Maurice of Nassau and his buds had developed new methods of army organization, and their ideas spread through the world like a virus. McNeill triumphantly returned to his big medical analogy, reminding us how military changes resemble the genetic mutations of microorganisms; they break down old limits or explore new geography.
So now warmakers had the fancy weapons, the new drills, the bitty regiments. The developments kindled in Holland in the 16th century spread like wildfire. In the 17th century the new methods hit western Europe; in the 18th, they transformed Russia under Peter the Great. Then the methods spread to the New World and India during colonial expansion and infected even the Ottoman Empire.
Hoo boy. But these new methods weren’t all-powerful. Generals still had problems controlling armies of more than 50,000 men. They needed better ways to communicate. They needed some decent topographical maps. Supply was a big problem. (Isn’t it always?) Personnel administration was still all screwy, with meatheads with money and connections beating out professional officers for advancement. (That’s changed?) But most of all, war was still a sport of kings. Civilians were left alone.
But not for long. The French Revolution broke social barriers, and then the Industrial Revolution solved communication and supply problems and brought in more nifty new weapons. War became industrialized, Germany was united, everyone in Europe was squabbling, and the next thing you knew, you had World War I.
Talk about breaking old limits. As long as all military movement except for trains depended on horses or humans, the limit of muscles were the limits of armies. But the internal combustion engine changed all that, McNeill said, beginning with the taxicabs that carried French soldiers from Paris for the first Battle of the Marne in 1914.
Even a serious dude like McNeill admitted that World War I was bizarre. Germany, Britain and France were willing to fight despite massive deaths and military stalemate. McNeill tried to explain it, but gave up after a rambling page or two.

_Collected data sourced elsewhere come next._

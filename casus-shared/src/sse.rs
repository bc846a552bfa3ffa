//! Server-Sent Events framing for the chat stream.
//!
//! The wire format is a sequence of `data: <payload>` lines, each event closed
//! by a blank line, ending with the literal payload `[DONE]`.

use serde::Deserialize;

pub const DONE_SENTINEL: &str = "[DONE]";
pub const CONTENT_TYPE: &str = "text/event-stream; charset=utf-8";

/// Encodes a finished reply as one `{ "response": ... }` event plus the
/// `[DONE]` sentinel.
pub fn encode_reply(text: &str) -> String {
    let payload = serde_json::json!({ "response": text });
    format!("data: {payload}\n\ndata: {DONE_SENTINEL}\n\n")
}

/// One decoded event.
#[derive(Debug, Clone, PartialEq, Eq)]
pub enum SseFrame {
    Data(String),
    Done,
}

/// Incremental decoder carrying partial events across network reads.
#[derive(Debug, Default)]
pub struct SseDecoder {
    // Trailing bytes of an incomplete UTF-8 sequence.
    pending: Vec<u8>,
    buffer: String,
    finished: bool,
}

impl SseDecoder {
    pub fn new() -> Self {
        Self::default()
    }

    pub fn is_finished(&self) -> bool {
        self.finished
    }

    /// Feeds one chunk and returns the events it completed.
    pub fn feed(&mut self, chunk: &[u8]) -> Vec<SseFrame> {
        if self.finished {
            return Vec::new();
        }
        let text = self.decode_utf8(chunk);
        self.buffer.push_str(&text);
        if self.buffer.contains('\r') {
            self.buffer = self.buffer.replace("\r\n", "\n");
        }
        self.drain_events()
    }

    /// Flushes whatever is left once the stream has ended.
    pub fn finish(&mut self) -> Vec<SseFrame> {
        if self.finished {
            return Vec::new();
        }
        if !self.pending.is_empty() {
            let tail = String::from_utf8_lossy(&self.pending).into_owned();
            self.pending.clear();
            self.buffer.push_str(&tail);
        }
        if self.buffer.trim().is_empty() {
            self.buffer.clear();
            return Vec::new();
        }
        self.buffer.push_str("\n\n");
        let frames = self.drain_events();
        self.buffer.clear();
        frames
    }

    fn decode_utf8(&mut self, chunk: &[u8]) -> String {
        self.pending.extend_from_slice(chunk);
        let mut text = String::new();
        let mut start = 0;
        while start < self.pending.len() {
            match std::str::from_utf8(&self.pending[start..]) {
                Ok(valid) => {
                    text.push_str(valid);
                    start = self.pending.len();
                }
                Err(e) => {
                    let valid_end = start + e.valid_up_to();
                    text.push_str(
                        std::str::from_utf8(&self.pending[start..valid_end]).unwrap_or_default(),
                    );
                    match e.error_len() {
                        Some(len) => {
                            text.push(char::REPLACEMENT_CHARACTER);
                            start = valid_end + len;
                        }
                        // Incomplete sequence at the end: hold it for the next chunk.
                        None => {
                            start = valid_end;
                            break;
                        }
                    }
                }
            }
        }
        self.pending.drain(..start);
        text
    }

    fn drain_events(&mut self) -> Vec<SseFrame> {
        let mut frames = Vec::new();
        while let Some(pos) = self.buffer.find("\n\n") {
            let raw: String = self.buffer.drain(..pos + 2).collect();
            let Some(data) = event_data(&raw[..pos]) else {
                continue;
            };
            if data == DONE_SENTINEL {
                frames.push(SseFrame::Done);
                self.finished = true;
                self.buffer.clear();
                self.pending.clear();
                break;
            }
            frames.push(SseFrame::Data(data));
        }
        frames
    }
}

/// Joins the `data:` lines of one raw event, `None` if it has none.
fn event_data(raw: &str) -> Option<String> {
    let lines: Vec<&str> = raw
        .split('\n')
        .filter_map(|line| line.strip_prefix("data:"))
        .map(str::trim_start)
        .collect();
    if lines.is_empty() {
        None
    } else {
        Some(lines.join("\n"))
    }
}

/// The two payload shapes accepted on the stream.
#[derive(Debug, Clone, PartialEq, Eq, Deserialize)]
#[serde(untagged)]
pub enum StreamPayload {
    /// Workers AI style: `{ "response": "..." }`.
    Response { response: String },
    /// OpenAI style: `{ "choices": [{ "delta": { "content": "..." } }] }`.
    Completion { choices: Vec<CompletionChoice> },
}

#[derive(Debug, Clone, PartialEq, Eq, Deserialize)]
pub struct CompletionChoice {
    #[serde(default)]
    pub delta: CompletionDelta,
}

#[derive(Debug, Clone, Default, PartialEq, Eq, Deserialize)]
pub struct CompletionDelta {
    #[serde(default)]
    pub content: Option<String>,
}

impl StreamPayload {
    pub fn parse(data: &str) -> serde_json::Result<Self> {
        serde_json::from_str(data)
    }

    pub fn text(&self) -> String {
        match self {
            Self::Response { response } => response.clone(),
            Self::Completion { choices } => choices
                .iter()
                .filter_map(|c| c.delta.content.as_deref())
                .collect(),
        }
    }
}

#[cfg(test)]
mod tests {
    use super::*;
    use proptest::prelude::*;
    use rstest::rstest;

    fn decode_all(chunks: &[&[u8]]) -> Vec<SseFrame> {
        let mut decoder = SseDecoder::new();
        let mut frames = Vec::new();
        for chunk in chunks {
            frames.extend(decoder.feed(chunk));
        }
        frames.extend(decoder.finish());
        frames
    }

    fn reply_text(frames: &[SseFrame]) -> String {
        frames
            .iter()
            .filter_map(|f| match f {
                SseFrame::Data(d) => StreamPayload::parse(d).ok().map(|p| p.text()),
                SseFrame::Done => None,
            })
            .collect()
    }

    #[test]
    fn encoder_emits_two_events() {
        assert_eq!(
            encode_reply("Salut"),
            "data: {\"response\":\"Salut\"}\n\ndata: [DONE]\n\n"
        );
    }

    #[test]
    fn decodes_encoder_output() {
        let bytes = encode_reply("ligne 1\nligne 2");
        let frames = decode_all(&[bytes.as_bytes()]);
        assert_eq!(frames.last(), Some(&SseFrame::Done));
        assert_eq!(reply_text(&frames), "ligne 1\nligne 2");
    }

    #[test]
    fn partial_event_waits_for_boundary() {
        let mut decoder = SseDecoder::new();
        assert!(decoder.feed(b"data: {\"respo").is_empty());
        assert!(decoder.feed(b"nse\":\"a\"}\n").is_empty());
        assert_eq!(
            decoder.feed(b"\n"),
            vec![SseFrame::Data("{\"response\":\"a\"}".into())]
        );
    }

    #[test]
    fn crlf_split_across_chunks_is_normalized() {
        let frames = decode_all(&[b"data: x\r", b"\n\r", b"\ndata: [DONE]\r\n\r\n"]);
        assert_eq!(frames, vec![SseFrame::Data("x".into()), SseFrame::Done]);
    }

    #[test]
    fn multiple_data_lines_are_joined() {
        let frames = decode_all(&[b"data: a\ndata:b\ndata:   c\n\n"]);
        assert_eq!(frames, vec![SseFrame::Data("a\nb\nc".into())]);
    }

    #[test]
    fn non_data_lines_are_ignored() {
        let frames = decode_all(&[b": keep-alive\n\nevent: message\nid: 4\ndata: y\nretry: 10\n\n"]);
        assert_eq!(frames, vec![SseFrame::Data("y".into())]);
    }

    #[test]
    fn done_stops_processing_within_same_chunk() {
        let mut decoder = SseDecoder::new();
        let frames = decoder.feed(b"data: a\n\ndata: [DONE]\n\ndata: b\n\n");
        assert_eq!(frames, vec![SseFrame::Data("a".into()), SseFrame::Done]);
        assert!(decoder.is_finished());
        assert!(decoder.feed(b"data: c\n\n").is_empty());
        assert!(decoder.finish().is_empty());
    }

    #[test]
    fn finish_flushes_trailing_event() {
        let frames = decode_all(&[b"data: a\n\ndata: tail"]);
        assert_eq!(
            frames,
            vec![SseFrame::Data("a".into()), SseFrame::Data("tail".into())]
        );
    }

    #[test]
    fn split_multibyte_character_survives() {
        let bytes = "data: é\n\n".as_bytes();
        // 'é' is two bytes; cut between them.
        let cut = "data: ".len() + 1;
        let frames = decode_all(&[&bytes[..cut], &bytes[cut..]]);
        assert_eq!(frames, vec![SseFrame::Data("é".into())]);
    }

    #[test]
    fn invalid_byte_does_not_swallow_split_character() {
        let whole = decode_all(&[b"data: \xFF\xC3\xA9\n\n"]);
        let split = decode_all(&[b"data: \xFF\xC3", b"\xA9\n\n"]);
        assert_eq!(whole, vec![SseFrame::Data("\u{FFFD}é".into())]);
        assert_eq!(split, whole);
    }

    fn split_at_cuts<'a>(bytes: &'a [u8], cuts: &[usize]) -> Vec<&'a [u8]> {
        let mut points: Vec<usize> = cuts.iter().map(|c| c % (bytes.len() + 1)).collect();
        points.sort_unstable();
        let mut chunks = Vec::new();
        let mut start = 0;
        for p in points {
            chunks.push(&bytes[start..p]);
            start = p;
        }
        chunks.push(&bytes[start..]);
        chunks
    }

    #[rstest]
    #[case(r#"{"response":"abc"}"#, "abc")]
    #[case(r#"{"response":"","usage":{"prompt_tokens":3}}"#, "")]
    #[case(r#"{"choices":[{"delta":{"content":"xy"}}]}"#, "xy")]
    #[case(r#"{"choices":[{"delta":{"role":"assistant"}}]}"#, "")]
    #[case(r#"{"choices":[]}"#, "")]
    fn payload_shapes(#[case] data: &str, #[case] expected: &str) {
        assert_eq!(StreamPayload::parse(data).unwrap().text(), expected);
    }

    #[rstest]
    #[case("not json")]
    #[case(r#"{"other":1}"#)]
    #[case(r#"{"response":42}"#)]
    fn unknown_payloads_fail(#[case] data: &str) {
        assert!(StreamPayload::parse(data).is_err());
    }

    proptest! {
        #[test]
        fn decoding_is_split_invariant(text in "\\PC*", cuts in proptest::collection::vec(any::<usize>(), 0..8)) {
            let encoded = encode_reply(&text);
            let frames = decode_all(&split_at_cuts(encoded.as_bytes(), &cuts));
            prop_assert_eq!(frames.last(), Some(&SseFrame::Done));
            prop_assert_eq!(reply_text(&frames), text);
        }

        #[test]
        fn malformed_bytes_decode_the_same_in_any_split(
            body in proptest::collection::vec(
                proptest::sample::select(vec![b'a', b'\n', b'\r', b':', 0xC3, 0xA9, 0xE2, 0x82, 0xAC, 0xFF, 0x80]),
                0..48,
            ),
            cuts in proptest::collection::vec(any::<usize>(), 0..8),
        ) {
            let mut bytes = b"data: ".to_vec();
            bytes.extend_from_slice(&body);
            let whole = decode_all(&[bytes.as_slice()]);
            prop_assert_eq!(decode_all(&split_at_cuts(&bytes, &cuts)), whole);
        }
    }
}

You could almost feel his relief as he turned to armaments, treating us to pages of tank photos. Tanks were first developed in 1916, and two years later they were all along the front line.
The British high command even came out with this amazing plan, called Plan 1919. I’d never heard of this plan. Apparently it laid out the blitzkrieg tactics the Germans used 20 years later in Poland. But the war ended a year early, and the Brits never used it.
But it’s still intriguing. Military eggheads before then tended to draw plans based on weapons that, um, actually existed. The British planners, on the other hand, tried to shape the future by deliberately altering the development of weapons to fit the needs of the plan. I can just see them sketching out Plan 1919 to their subordinates, airily saying, “Now if we can just put some big guns on treads, old boy …”
Except for this interesting aside, McNeill used the rest of this book to launch a broad, sociopolitical discussion of the two world wars. I plowed through some of it, but it made my head hurt. So I gave “Pursuit of Power” a respectful farewell salute and toddled off to watch “Supernanny.”
So did McNeill prove his thesis? I don’t feel qualified to judge. I mean, when you think about it, it’s a weird little thesis. So the advanced armies are the deadly viruses, and the backward natives are the once-healthy cells, falling by the millions to the scythe of progress. Does that make my new buddy Maurice a genetic mutation? Oooh, my head hurts.
I think McNeill successfully showed how technological advances in weapons break previous limits, allowing armies to run amok until they hit new limits. Seventeenth-century armies became unwieldy at 50,000 because communication broke down. Then came telegraphs and phones and armies grew larger.
Now we have the Internet and satellites, and the sizes of future armies seem almost infinite. Perhaps if we refrain from blowing ourselves up long enough to develop space travel, we’ll see history repeat itself over planets and systems instead of countries and continents.
And perhaps that’s one of the book’s points. In mankind’s pursuit of power, our ambition will always outstrip our capabilities. Yet while our reach exceeds our grasp, we struggle to handle the technology we hold now, today. We’re like greedy toddlers, unable to eat the candy in our hands, yet always crying for more.
Thursday, August 11, 2016
Wednesday, July 27, 2016
Pursuit of Power II: Christine Meets a New Guy
Despite my best intentions, I abandoned McNeill’s “Pursuit of Power” after the first chapter and spent two evenings watching TV instead.
But Monday night, which offered a choice between reruns of "Hell's Kitchen," "Project Runway" and "Wife Swap," drove me back to reading. So I gave Chapter Two a try.
McNeill was yakking about the years 1000-1500, when Chinese advancements in industry and armaments anticipated European achievements by several centuries.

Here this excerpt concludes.